Read the records below and copy each line that contains "const".

Dataset entries
####

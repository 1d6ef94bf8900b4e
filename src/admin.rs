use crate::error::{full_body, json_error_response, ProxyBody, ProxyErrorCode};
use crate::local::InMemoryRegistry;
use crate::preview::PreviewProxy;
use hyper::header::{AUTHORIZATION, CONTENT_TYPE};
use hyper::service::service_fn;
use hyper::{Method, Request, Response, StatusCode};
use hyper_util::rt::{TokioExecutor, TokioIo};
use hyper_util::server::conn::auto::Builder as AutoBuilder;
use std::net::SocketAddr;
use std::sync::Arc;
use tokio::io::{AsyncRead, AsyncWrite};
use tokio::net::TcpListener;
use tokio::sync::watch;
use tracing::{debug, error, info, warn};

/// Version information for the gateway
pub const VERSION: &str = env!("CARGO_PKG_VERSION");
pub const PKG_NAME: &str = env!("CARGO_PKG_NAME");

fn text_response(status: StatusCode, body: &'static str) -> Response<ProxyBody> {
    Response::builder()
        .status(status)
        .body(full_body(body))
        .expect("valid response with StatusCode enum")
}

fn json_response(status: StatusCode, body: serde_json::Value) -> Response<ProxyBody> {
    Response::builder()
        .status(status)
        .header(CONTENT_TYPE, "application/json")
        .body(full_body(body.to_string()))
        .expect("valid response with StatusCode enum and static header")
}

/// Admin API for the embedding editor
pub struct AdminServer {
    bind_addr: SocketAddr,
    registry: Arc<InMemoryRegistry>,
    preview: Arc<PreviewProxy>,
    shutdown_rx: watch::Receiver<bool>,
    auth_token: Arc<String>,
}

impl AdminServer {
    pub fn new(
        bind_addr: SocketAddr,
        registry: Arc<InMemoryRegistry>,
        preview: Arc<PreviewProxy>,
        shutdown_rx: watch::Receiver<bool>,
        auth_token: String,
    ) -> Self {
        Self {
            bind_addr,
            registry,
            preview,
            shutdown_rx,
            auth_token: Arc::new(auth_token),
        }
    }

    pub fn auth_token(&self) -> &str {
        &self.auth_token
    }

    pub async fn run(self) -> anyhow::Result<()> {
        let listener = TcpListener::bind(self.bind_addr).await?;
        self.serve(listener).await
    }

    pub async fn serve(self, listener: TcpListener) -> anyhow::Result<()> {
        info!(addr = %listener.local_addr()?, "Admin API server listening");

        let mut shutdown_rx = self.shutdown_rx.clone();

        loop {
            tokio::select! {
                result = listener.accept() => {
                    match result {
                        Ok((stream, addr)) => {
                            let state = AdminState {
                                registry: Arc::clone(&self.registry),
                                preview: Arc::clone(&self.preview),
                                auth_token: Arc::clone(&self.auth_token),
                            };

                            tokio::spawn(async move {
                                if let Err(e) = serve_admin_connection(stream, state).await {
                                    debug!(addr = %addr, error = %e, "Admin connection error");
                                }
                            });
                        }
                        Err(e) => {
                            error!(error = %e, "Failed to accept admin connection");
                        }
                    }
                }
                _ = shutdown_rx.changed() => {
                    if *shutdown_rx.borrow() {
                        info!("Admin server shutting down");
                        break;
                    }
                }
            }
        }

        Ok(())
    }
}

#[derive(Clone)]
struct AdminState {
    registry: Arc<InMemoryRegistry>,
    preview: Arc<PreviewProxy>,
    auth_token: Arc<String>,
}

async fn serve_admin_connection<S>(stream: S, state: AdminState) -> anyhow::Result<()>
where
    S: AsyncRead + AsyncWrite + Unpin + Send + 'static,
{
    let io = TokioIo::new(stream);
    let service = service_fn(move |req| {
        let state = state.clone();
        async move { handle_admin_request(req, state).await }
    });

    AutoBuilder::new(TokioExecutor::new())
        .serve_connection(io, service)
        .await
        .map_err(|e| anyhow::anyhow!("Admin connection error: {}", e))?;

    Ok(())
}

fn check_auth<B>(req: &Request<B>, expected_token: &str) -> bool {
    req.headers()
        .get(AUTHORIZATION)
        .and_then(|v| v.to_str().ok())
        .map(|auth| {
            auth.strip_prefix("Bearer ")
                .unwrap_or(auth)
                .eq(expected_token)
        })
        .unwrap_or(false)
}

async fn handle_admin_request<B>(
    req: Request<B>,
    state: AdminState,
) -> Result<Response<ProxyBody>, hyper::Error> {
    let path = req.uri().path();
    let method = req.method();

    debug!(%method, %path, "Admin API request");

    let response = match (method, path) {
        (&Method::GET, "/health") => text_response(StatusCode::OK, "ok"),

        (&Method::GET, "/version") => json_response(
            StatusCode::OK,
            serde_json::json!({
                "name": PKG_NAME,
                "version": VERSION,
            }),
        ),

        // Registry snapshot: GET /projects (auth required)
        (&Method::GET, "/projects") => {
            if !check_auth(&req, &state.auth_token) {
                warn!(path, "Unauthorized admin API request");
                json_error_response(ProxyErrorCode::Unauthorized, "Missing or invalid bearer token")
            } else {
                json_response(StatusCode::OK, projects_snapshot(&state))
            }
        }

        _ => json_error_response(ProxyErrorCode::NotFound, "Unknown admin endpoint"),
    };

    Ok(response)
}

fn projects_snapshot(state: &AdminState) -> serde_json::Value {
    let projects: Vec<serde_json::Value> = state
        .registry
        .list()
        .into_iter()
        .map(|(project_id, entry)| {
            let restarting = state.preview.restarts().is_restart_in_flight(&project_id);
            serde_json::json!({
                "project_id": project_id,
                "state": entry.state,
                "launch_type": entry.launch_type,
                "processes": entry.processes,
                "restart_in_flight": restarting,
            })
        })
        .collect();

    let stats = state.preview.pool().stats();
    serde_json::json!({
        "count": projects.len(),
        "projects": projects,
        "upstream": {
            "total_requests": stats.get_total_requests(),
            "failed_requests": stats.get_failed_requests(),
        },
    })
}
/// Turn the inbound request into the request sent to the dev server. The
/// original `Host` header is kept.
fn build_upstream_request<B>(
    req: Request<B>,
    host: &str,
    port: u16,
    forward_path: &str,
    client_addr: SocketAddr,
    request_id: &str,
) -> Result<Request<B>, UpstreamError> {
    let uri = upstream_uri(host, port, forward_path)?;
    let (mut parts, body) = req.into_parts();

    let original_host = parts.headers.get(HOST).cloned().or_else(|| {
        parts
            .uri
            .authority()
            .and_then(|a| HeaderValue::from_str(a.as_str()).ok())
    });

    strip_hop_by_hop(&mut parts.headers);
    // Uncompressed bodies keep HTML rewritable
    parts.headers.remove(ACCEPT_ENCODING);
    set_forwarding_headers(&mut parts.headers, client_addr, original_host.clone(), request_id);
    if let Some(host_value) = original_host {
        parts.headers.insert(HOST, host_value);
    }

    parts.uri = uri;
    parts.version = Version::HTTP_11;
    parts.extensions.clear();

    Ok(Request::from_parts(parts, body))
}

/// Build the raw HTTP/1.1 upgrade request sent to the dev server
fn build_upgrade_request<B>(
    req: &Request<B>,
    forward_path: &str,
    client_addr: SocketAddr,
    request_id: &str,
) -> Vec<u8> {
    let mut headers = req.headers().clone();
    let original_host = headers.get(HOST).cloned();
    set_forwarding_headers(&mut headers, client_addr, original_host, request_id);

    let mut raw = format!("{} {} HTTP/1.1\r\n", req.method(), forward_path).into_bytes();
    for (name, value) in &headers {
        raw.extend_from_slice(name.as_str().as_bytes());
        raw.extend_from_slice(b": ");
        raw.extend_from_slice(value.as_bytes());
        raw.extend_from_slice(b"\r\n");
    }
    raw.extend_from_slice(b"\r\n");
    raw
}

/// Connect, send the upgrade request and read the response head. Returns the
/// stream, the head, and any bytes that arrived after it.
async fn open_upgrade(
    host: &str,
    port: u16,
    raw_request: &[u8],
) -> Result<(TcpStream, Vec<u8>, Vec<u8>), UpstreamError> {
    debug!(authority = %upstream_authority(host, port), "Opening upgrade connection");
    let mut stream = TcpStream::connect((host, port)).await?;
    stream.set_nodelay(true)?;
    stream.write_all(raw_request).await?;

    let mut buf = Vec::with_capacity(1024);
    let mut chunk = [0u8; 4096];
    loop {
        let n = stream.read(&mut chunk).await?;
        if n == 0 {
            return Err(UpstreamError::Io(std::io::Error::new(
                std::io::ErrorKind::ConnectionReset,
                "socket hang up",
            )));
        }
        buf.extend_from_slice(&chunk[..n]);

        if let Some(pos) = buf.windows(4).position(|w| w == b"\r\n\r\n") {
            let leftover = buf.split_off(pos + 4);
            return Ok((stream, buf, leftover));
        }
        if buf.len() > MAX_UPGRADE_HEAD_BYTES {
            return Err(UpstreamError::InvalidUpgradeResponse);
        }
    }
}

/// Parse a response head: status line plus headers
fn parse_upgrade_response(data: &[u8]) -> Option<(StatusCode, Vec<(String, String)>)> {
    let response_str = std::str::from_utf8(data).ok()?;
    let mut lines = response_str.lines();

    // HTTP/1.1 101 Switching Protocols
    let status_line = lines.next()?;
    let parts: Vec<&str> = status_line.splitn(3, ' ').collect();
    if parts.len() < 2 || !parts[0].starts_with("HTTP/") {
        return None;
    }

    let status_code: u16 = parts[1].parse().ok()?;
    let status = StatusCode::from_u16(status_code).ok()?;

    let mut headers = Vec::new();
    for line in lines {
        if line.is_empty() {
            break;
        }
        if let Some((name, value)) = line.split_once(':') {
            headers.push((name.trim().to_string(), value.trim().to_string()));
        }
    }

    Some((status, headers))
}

####

Answer to this task
pub const VERSION: &str = env!("CARGO_PKG_VERSION");
pub const PKG_NAME: &str = env!("CARGO_PKG_NAME");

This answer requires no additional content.